Feel like I failed.

Ka

I feel like I failed as a parent today. Jaxson has been getting more and more defiant as he gets closer to three. He is very strong willed, smart and manipulative. We've always done gentle parenting with him and I encourage him to be independent and have taught him manners - he doesn't get anything unless he says please, thank you, etc. We make him say sorry when he does something wrong. We've always done time outs and consequences (taking away TV if hes bad, making him come inside, not letting him have what he wants if he demands it). Make him pick up after himself, have him help with chores, etc.

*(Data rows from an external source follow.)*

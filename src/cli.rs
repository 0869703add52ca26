// ABOUTME: Command-line interface definition using clap derive macros.
// ABOUTME: Defines all subcommands and their arguments.

use clap::{Parser, Subcommand};
use std::path::PathBuf;

#[derive(Parser)]
#[command(name = "jumpgate")]
#[command(about = "SSH bastion that relays callers to pinned targets")]
#[command(version)]
pub struct Cli {
    /// Log at debug level
    #[arg(short, long, global = true)]
    pub verbose: bool,

    #[command(subcommand)]
    pub command: Commands,
}

#[derive(Subcommand)]
pub enum Commands {
    /// Initialize a new jumpgate.yml and credentials file
    Init {
        /// Overwrite an existing jumpgate.yml
        #[arg(long)]
        force: bool,
    },

    /// Accept callers and relay them to their targets
    Serve {
        /// Config file (default: discovered in the current directory)
        #[arg(short, long)]
        config: Option<PathBuf>,
    },

    /// Print the SHA256 fingerprint of an OpenSSH public key
    Fingerprint {
        /// Public key file, e.g. ~/.ssh/id_ed25519.pub
        key: PathBuf,
    },
}
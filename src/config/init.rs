// ABOUTME: Config scaffolding for new bastions.
// ABOUTME: Creates jumpgate.yml and an empty credentials file.

use std::path::Path;

use crate::error::{Error, Result};
use humantime_serde::re::humantime::format_duration;

use super::{CONFIG_FILENAME, Config};

pub fn init_config(dir: &Path, force: bool) -> Result<()> {
    let config_path = dir.join(CONFIG_FILENAME);

    if config_path.exists() && !force {
        return Err(Error::AlreadyExists(config_path));
    }

    let config = Config::template();
    std::fs::write(&config_path, generate_template_yaml(&config))?;

    let credentials_path = dir.join(&config.credentials);
    if !credentials_path.exists() {
        std::fs::write(&credentials_path, CREDENTIALS_TEMPLATE)?;
    }

    Ok(())
}

fn generate_template_yaml(config: &Config) -> String {
    format!(
        r#"listen: {}
host_key: {}
credentials: {}
inactivity_timeout: {}
auth_rejection_time: {}
outbound:
  keepalive_interval: {}
  keepalive_max: {}
"#,
        config.listen,
        config.host_key.display(),
        config.credentials.display(),
        format_duration(config.inactivity_timeout),
        format_duration(config.auth_rejection_time),
        format_duration(config.outbound.keepalive_interval),
        config.outbound.keepalive_max,
    )
}

const CREDENTIALS_TEMPLATE: &str = r#"# Password the bastion uses for each target, literal or { env: VAR }
passwords: {}
#   db.internal:22: { env: DB_SSH_PASSWORD }

# Pinned host key per target (ssh-keygen -lf <host key>.pub)
host_keys: {}
#   db.internal:22: "SHA256:..."

# Caller keys allowed per target (jumpgate fingerprint <key.pub>)
acl: []
#   - key: "SHA256:..."
#     target: db.internal:22
"#;
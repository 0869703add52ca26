// ABOUTME: Credential store interface queried while mediating a connection.
// ABOUTME: Target passwords, pinned host keys and the (key, target) access list.

mod file_store;
mod secret_value;

pub use file_store::{AclEntry, FileStore};
pub use secret_value::SecretValue;

use crate::types::{Fingerprint, Target};
use async_trait::async_trait;
use secrecy::SecretString;
use thiserror::Error;

#[derive(Debug, Error)]
pub enum StoreError {
    #[error("no {record} recorded for {key}")]
    NotFound { record: &'static str, key: String },

    #[error("credential backend failure: {0}")]
    Backend(String),
}

impl StoreError {
    pub fn is_not_found(&self) -> bool {
        matches!(self, StoreError::NotFound { .. })
    }
}

/// Read-only lookups backing authentication, access control and pinning.
///
/// Implementations are shared by every connection and must tolerate
/// concurrent calls.
#[async_trait]
pub trait CredentialStore: Send + Sync {
    /// Password the bastion presents to `target`.
    async fn password_for(&self, target: &Target) -> Result<SecretString, StoreError>;

    /// Expected host key fingerprint of `target`.
    async fn pinned_host_key(&self, target: &Target) -> Result<Fingerprint, StoreError>;

    /// Whether the caller holding `key` may reach `target`.
    async fn is_authorized(&self, key: &Fingerprint, target: &Target)
    -> Result<bool, StoreError>;
}
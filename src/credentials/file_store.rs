// ABOUTME: Credential store backed by a YAML credentials file.
// ABOUTME: Loaded once at startup and served from memory.

use super::{CredentialStore, SecretValue, StoreError};
use crate::error::{Error, Result};
use crate::types::{Fingerprint, Target};
use async_trait::async_trait;
use secrecy::{ExposeSecret, SecretString};
use serde::Deserialize;
use std::collections::{HashMap, HashSet};
use std::path::Path;

/// One row of the access list.
#[derive(Debug, Clone, PartialEq, Eq, Hash, Deserialize)]
pub struct AclEntry {
    pub key: Fingerprint,
    pub target: String,
}

#[derive(Debug, Default, Deserialize)]
#[serde(deny_unknown_fields)]
struct CredentialsFile {
    #[serde(default)]
    passwords: HashMap<String, SecretValue>,

    #[serde(default)]
    host_keys: HashMap<String, Fingerprint>,

    #[serde(default)]
    acl: Vec<AclEntry>,
}

/// In-memory credential tables.
///
/// ```yaml
/// passwords:
///   db.internal:22: { env: DB_SSH_PASSWORD }
/// host_keys:
///   db.internal:22: "SHA256:..."
/// acl:
///   - key: "SHA256:..."
///     target: db.internal:22
/// ```
#[derive(Debug, Default)]
pub struct FileStore {
    passwords: HashMap<String, SecretString>,
    host_keys: HashMap<String, Fingerprint>,
    acl: HashSet<AclEntry>,
}

impl FileStore {
    pub fn new() -> Self {
        Self::default()
    }

    pub fn with_password(mut self, target: &str, password: impl Into<String>) -> Self {
        self.passwords
            .insert(target.to_string(), SecretString::from(password.into()));
        self
    }

    pub fn with_host_key(mut self, target: &str, fingerprint: Fingerprint) -> Self {
        self.host_keys.insert(target.to_string(), fingerprint);
        self
    }

    pub fn allow(mut self, key: Fingerprint, target: &str) -> Self {
        self.acl.insert(AclEntry {
            key,
            target: target.to_string(),
        });
        self
    }

    pub fn from_yaml(yaml: &str) -> Result<Self> {
        let file: CredentialsFile = serde_yaml::from_str(yaml)?;

        for target in file.host_keys.keys().chain(file.passwords.keys()) {
            Target::new(target).map_err(|e| Error::InvalidConfig(e.to_string()))?;
        }

        let passwords = file
            .passwords
            .iter()
            .map(|(target, value)| value.resolve().map(|secret| (target.clone(), secret)))
            .collect::<Result<HashMap<_, _>>>()?;

        Ok(Self {
            passwords,
            host_keys: file.host_keys,
            acl: file.acl.into_iter().collect(),
        })
    }

    pub fn load(path: &Path) -> Result<Self> {
        let content = std::fs::read_to_string(path)?;
        Self::from_yaml(&content)
    }

    /// Number of targets with a stored password.
    pub fn target_count(&self) -> usize {
        self.passwords.len()
    }

    pub fn acl_len(&self) -> usize {
        self.acl.len()
    }
}

#[async_trait]
impl CredentialStore for FileStore {
    async fn password_for(&self, target: &Target) -> std::result::Result<SecretString, StoreError> {
        self.passwords
            .get(target.as_str())
            .map(|secret| SecretString::from(secret.expose_secret().to_owned()))
            .ok_or_else(|| StoreError::NotFound {
                record: "password",
                key: target.to_string(),
            })
    }

    async fn pinned_host_key(
        &self,
        target: &Target,
    ) -> std::result::Result<Fingerprint, StoreError> {
        self.host_keys
            .get(target.as_str())
            .cloned()
            .ok_or_else(|| StoreError::NotFound {
                record: "host key",
                key: target.to_string(),
            })
    }

    /// A target with no access list rows at all reports `NotFound`; a known
    /// target that lacks this key reports `false`.
    async fn is_authorized(
        &self,
        key: &Fingerprint,
        target: &Target,
    ) -> std::result::Result<bool, StoreError> {
        let mut rows = self
            .acl
            .iter()
            .filter(|entry| entry.target == target.as_str())
            .peekable();

        if rows.peek().is_none() {
            return Err(StoreError::NotFound {
                record: "acl entry",
                key: target.to_string(),
            });
        }

        Ok(rows.any(|entry| &entry.key == key))
    }
}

But lately he's picked up the F word and says it all the time, at home and daycare. He wants to do everything himself, and I mean EVERYTHING and gets mad if he can't and throws a fit, hits, throws things, he threw his tooth brush in the toilet because I put the toothpaste on it. He's even started peeing on the floor when he gets mad.

Today when I picked him up at daycare they said he had a really rough day. The daycare teacher even said she had to walk away a few times she was so frustrated. He also told me he hit another kid in the head and had to go to timeout. His teacher suggested we contact a behavioral specialist. My jaw about hit the floor when she said that and my heart sank. Yes, he can be a lot and not listen. But I didn't think he was that bad. For the most part he's good at daycare and at home. But he has his days and moments.

My best friend also said if her daughter didn't listen like Jaxson doesn't listen he'd be in timeout 24/7. I just feel like a failure. Have I spoiled him? Been too easy on him? I feel like that saying if you give them too much attention and love you'll spoil them is coming true. Or do I just have a very strong willed little boy? I never in a million years thought I would need to call a behavioral specialist. I'm distraught.